• Task directions: The records follow. Filter them to the lines that hold "child".

• Data:
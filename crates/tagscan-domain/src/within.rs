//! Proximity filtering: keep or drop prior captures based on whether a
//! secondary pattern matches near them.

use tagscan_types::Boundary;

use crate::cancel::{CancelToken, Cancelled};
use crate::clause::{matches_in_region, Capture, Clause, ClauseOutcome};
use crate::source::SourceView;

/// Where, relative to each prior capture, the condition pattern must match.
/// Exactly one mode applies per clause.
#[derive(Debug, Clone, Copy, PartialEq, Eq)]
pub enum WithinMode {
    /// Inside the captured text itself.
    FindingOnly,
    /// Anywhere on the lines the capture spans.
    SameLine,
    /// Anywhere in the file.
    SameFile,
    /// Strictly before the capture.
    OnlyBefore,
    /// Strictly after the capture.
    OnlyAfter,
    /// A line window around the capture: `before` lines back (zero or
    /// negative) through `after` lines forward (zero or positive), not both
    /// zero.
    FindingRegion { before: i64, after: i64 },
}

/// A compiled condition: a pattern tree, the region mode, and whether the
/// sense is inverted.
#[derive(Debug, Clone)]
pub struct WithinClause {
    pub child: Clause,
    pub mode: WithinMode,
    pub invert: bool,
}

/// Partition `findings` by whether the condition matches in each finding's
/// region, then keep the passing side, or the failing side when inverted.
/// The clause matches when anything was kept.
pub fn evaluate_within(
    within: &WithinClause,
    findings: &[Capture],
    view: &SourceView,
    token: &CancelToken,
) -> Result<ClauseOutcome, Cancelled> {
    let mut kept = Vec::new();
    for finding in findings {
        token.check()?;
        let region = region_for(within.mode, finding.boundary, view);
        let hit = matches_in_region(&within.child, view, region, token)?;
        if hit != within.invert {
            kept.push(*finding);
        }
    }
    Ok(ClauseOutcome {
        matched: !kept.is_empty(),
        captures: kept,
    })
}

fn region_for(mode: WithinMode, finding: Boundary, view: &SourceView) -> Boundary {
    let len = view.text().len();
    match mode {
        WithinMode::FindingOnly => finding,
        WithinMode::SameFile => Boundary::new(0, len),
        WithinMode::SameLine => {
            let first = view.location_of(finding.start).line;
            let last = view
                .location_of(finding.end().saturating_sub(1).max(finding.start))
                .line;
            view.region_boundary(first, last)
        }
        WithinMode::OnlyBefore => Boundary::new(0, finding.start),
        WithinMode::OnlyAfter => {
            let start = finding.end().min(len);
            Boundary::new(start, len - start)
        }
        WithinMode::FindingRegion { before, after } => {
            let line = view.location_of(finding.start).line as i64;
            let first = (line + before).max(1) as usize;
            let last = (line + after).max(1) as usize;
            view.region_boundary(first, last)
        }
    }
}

• Task solution:
    pub child: Clause,
        let hit = matches_in_region(&within.child, view, region, token)?;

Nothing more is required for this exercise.